* _What you are asked to do_
Go over the lines below, and when one contains the word "Clone", copy it.

* _Supplied material_
________
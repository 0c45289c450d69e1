use std::time::Instant;

use tracing::{debug, trace};

use crate::{
    animation::{AnimationFrame, Animator, fast_out_slow_in},
    interpolator::{IndicatorFrame, IndicatorGeometry},
    px::PxRect,
    style::TabStripStyle,
    tab::TabKey,
};

use super::TabStrip;

/// Motion state of the selection indicator.
#[derive(Clone, Copy, Debug, PartialEq)]
pub enum IndicatorMotion {
    /// Pinned to the tab it rests on.
    Idle,
    /// Following an external scroll fraction between `position` and the
    /// next tab.
    Tweening {
        /// Left-hand tab of the transition.
        position: usize,
        /// Fraction toward the next tab, in `(0, 1)`.
        offset: f32,
    },
    /// Running a timed transition toward `target`.
    Animating {
        /// Destination tab, tracked by key so relayouts re-target it.
        target: TabKey,
        /// Bounds captured when the transition started.
        start: PxRect,
    },
}

#[derive(Debug, Clone)]
pub(super) struct IndicatorState {
    motion: IndicatorMotion,
    animator: Animator,
    anchor: Option<TabKey>,
    offset: f32,
    frame: Option<IndicatorFrame>,
}

impl Default for IndicatorState {
    fn default() -> Self {
        Self {
            motion: IndicatorMotion::Idle,
            animator: Animator::new(fast_out_slow_in),
            anchor: None,
            offset: 0.0,
            frame: None,
        }
    }
}

impl IndicatorState {
    /// Positions held by a tween are stale once views move.
    pub(super) fn on_views_shifted(&mut self) {
        if let IndicatorMotion::Tweening { .. } = self.motion {
            self.motion = IndicatorMotion::Idle;
            self.offset = 0.0;
        }
    }
}

impl TabStrip {
    fn indicator_geometry(&self, style: &TabStripStyle) -> IndicatorGeometry {
        IndicatorGeometry {
            full_width: style.indicator_full_width,
            min_width: style.indicator_min_width.to_px(),
            fixed_width: style.indicator_width.map(|dp| dp.to_px()),
            gravity: style.indicator_gravity,
            height: style.indicator_height.to_px(),
        }
    }

    /// Indicator rectangle for the tab at `position`, `None` until that view
    /// has been given a width.
    pub(crate) fn indicator_rect(&self, position: usize, style: &TabStripStyle) -> Option<PxRect> {
        let view = self.views.get(position)?;
        if view.frame().width.raw() <= 0 {
            return None;
        }
        Some(self.indicator_geometry(style).rect_for(
            view.frame(),
            view.content_bounds(),
            self.height,
        ))
    }

    /// Current motion state.
    pub fn indicator_motion(&self) -> IndicatorMotion {
        self.indicator.motion
    }

    /// Frame to draw, `None` while there is nothing to point at.
    pub fn indicator_frame(&self) -> Option<IndicatorFrame> {
        self.indicator.frame
    }

    /// Position of the tab the indicator rests on (or tweens away from).
    pub fn indicator_position(&self) -> Option<usize> {
        self.indicator.anchor.and_then(|key| self.index_of(key))
    }

    /// Fraction toward the next tab while tweening, otherwise zero.
    pub fn selection_offset(&self) -> f32 {
        self.indicator.offset
    }

    /// Whether a timed indicator transition is in flight.
    pub fn is_indicator_animating(&self) -> bool {
        matches!(self.indicator.motion, IndicatorMotion::Animating { .. })
    }

    /// Moves the indicator to `offset` of the way from `position` to the
    /// next tab. Cancels any timed transition. An offset of zero pins the
    /// indicator to `position`.
    pub(crate) fn tween_indicator(&mut self, position: usize, offset: f32, style: &TabStripStyle) {
        let Some(view) = self.views.get(position) else {
            return;
        };
        self.indicator.animator.cancel();
        self.indicator.anchor = Some(view.tab_key());
        let offset = offset.clamp(0.0, 1.0);
        if offset > 0.0 && position + 1 < self.views.len() {
            self.indicator.offset = offset;
            self.indicator.motion = IndicatorMotion::Tweening { position, offset };
        } else {
            self.indicator.offset = 0.0;
            self.indicator.motion = IndicatorMotion::Idle;
        }
        self.refresh_indicator(style);
    }

    /// Starts a timed transition toward `target` from the bounds currently
    /// drawn. Jumps when there is nothing drawn to start from.
    pub(crate) fn animate_indicator_to(&mut self, target: TabKey, style: &TabStripStyle) {
        let Some(position) = self.index_of(target) else {
            return;
        };
        let start = self.indicator.frame.map(|frame| frame.visible_bounds()).or_else(|| {
            self.indicator_position()
                .and_then(|anchor| self.indicator_rect(anchor, style))
        });
        let Some(start) = start else {
            self.tween_indicator(position, 0.0, style);
            return;
        };
        debug!("Animating indicator to tab {position} from {start:?}");
        self.indicator.motion = IndicatorMotion::Animating { target, start };
        self.indicator.offset = 0.0;
        self.indicator.animator.start(style.animation_duration);
        self.refresh_indicator(style);
    }

    /// Hides the indicator.
    pub(crate) fn clear_indicator(&mut self) {
        self.indicator.animator.cancel();
        self.indicator.motion = IndicatorMotion::Idle;
        self.indicator.anchor = None;
        self.indicator.offset = 0.0;
        self.indicator.frame = None;
    }

    /// Recomputes the drawn frame for the current motion against the
    /// current geometry.
    pub(crate) fn refresh_indicator(&mut self, style: &TabStripStyle) {
        let interpolator = style.indicator_animation_mode.interpolator();
        match self.indicator.motion {
            IndicatorMotion::Idle => {
                self.indicator.frame = self
                    .indicator_position()
                    .and_then(|position| self.indicator_rect(position, style))
                    .map(IndicatorFrame::settled);
            }
            IndicatorMotion::Tweening { position, offset } => {
                let from = self.indicator_rect(position, style);
                let to = self.indicator_rect(position + 1, style);
                self.indicator.frame = match (from, to) {
                    (Some(from), Some(to)) => Some(interpolator.indicator_frame(from, to, offset)),
                    (from, _) => from.map(IndicatorFrame::settled),
                };
            }
            IndicatorMotion::Animating { target, start } => {
                let Some(position) = self.index_of(target) else {
                    self.abort_indicator_animation(style);
                    return;
                };
                // Not yet measured: keep drawing the last frame.
                if let Some(destination) = self.indicator_rect(position, style) {
                    self.indicator.frame = Some(interpolator.indicator_frame(
                        start,
                        destination,
                        self.indicator.animator.fraction(),
                    ));
                }
            }
        }
    }

    /// The destination disappeared mid-flight: settle on the selected view.
    fn abort_indicator_animation(&mut self, style: &TabStripStyle) {
        debug!("Indicator target vanished, settling on the selected tab");
        self.indicator.animator.cancel();
        self.indicator.motion = IndicatorMotion::Idle;
        self.indicator.offset = 0.0;
        let selected = self
            .views
            .iter()
            .find(|view| view.is_selected())
            .map(|view| view.tab_key());
        if selected.is_some() {
            self.indicator.anchor = selected;
        }
        self.refresh_indicator(style);
    }

    /// Advances timed transitions. Returns `true` while another frame is
    /// needed.
    pub(crate) fn tick(&mut self, now: Instant, style: &TabStripStyle) -> bool {
        if let IndicatorMotion::Animating { target, .. } = self.indicator.motion {
            match self.indicator.animator.tick(now) {
                Some(AnimationFrame::Running(fraction)) => {
                    trace!("Indicator fraction {fraction}");
                    self.refresh_indicator(style);
                }
                Some(AnimationFrame::Finished) => {
                    if self.index_of(target).is_some() {
                        self.indicator.anchor = Some(target);
                        self.indicator.offset = 0.0;
                        self.indicator.motion = IndicatorMotion::Idle;
                        self.refresh_indicator(style);
                    } else {
                        self.abort_indicator_animation(style);
                    }
                }
                None => {}
            }
        }
        let scrolling = self.tick_scroll(now, style);
        self.is_indicator_animating() || scrolling
    }
}
//! Bounded free-lists for released tabs and tab views.

/// A best-effort cache of released instances.
///
/// `acquire` returns `None` when empty, in which case callers allocate a
/// fresh instance. `release` drops the instance once the pool is full.
#[derive(Debug)]
pub(crate) struct Pool<T> {
    free: Vec<T>,
    capacity: usize,
}

impl<T> Pool<T> {
    pub(crate) fn new(capacity: usize) -> Self {
        Self {
            free: Vec::with_capacity(capacity),
            capacity,
        }
    }

    pub(crate) fn acquire(&mut self) -> Option<T> {
        self.free.pop()
    }

    /// Returns `false` if the pool was full and `item` was dropped.
    pub(crate) fn release(&mut self, item: T) -> bool {
        if self.free.len() >= self.capacity {
            return false;
        }
        self.free.push(item);
        true
    }

    #[cfg(test)]
    pub(crate) fn len(&self) -> usize {
        self.free.len()
    }
}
________
* _Answer below_
#[derive(Clone, Copy, Debug, PartialEq)]
#[derive(Debug, Clone)]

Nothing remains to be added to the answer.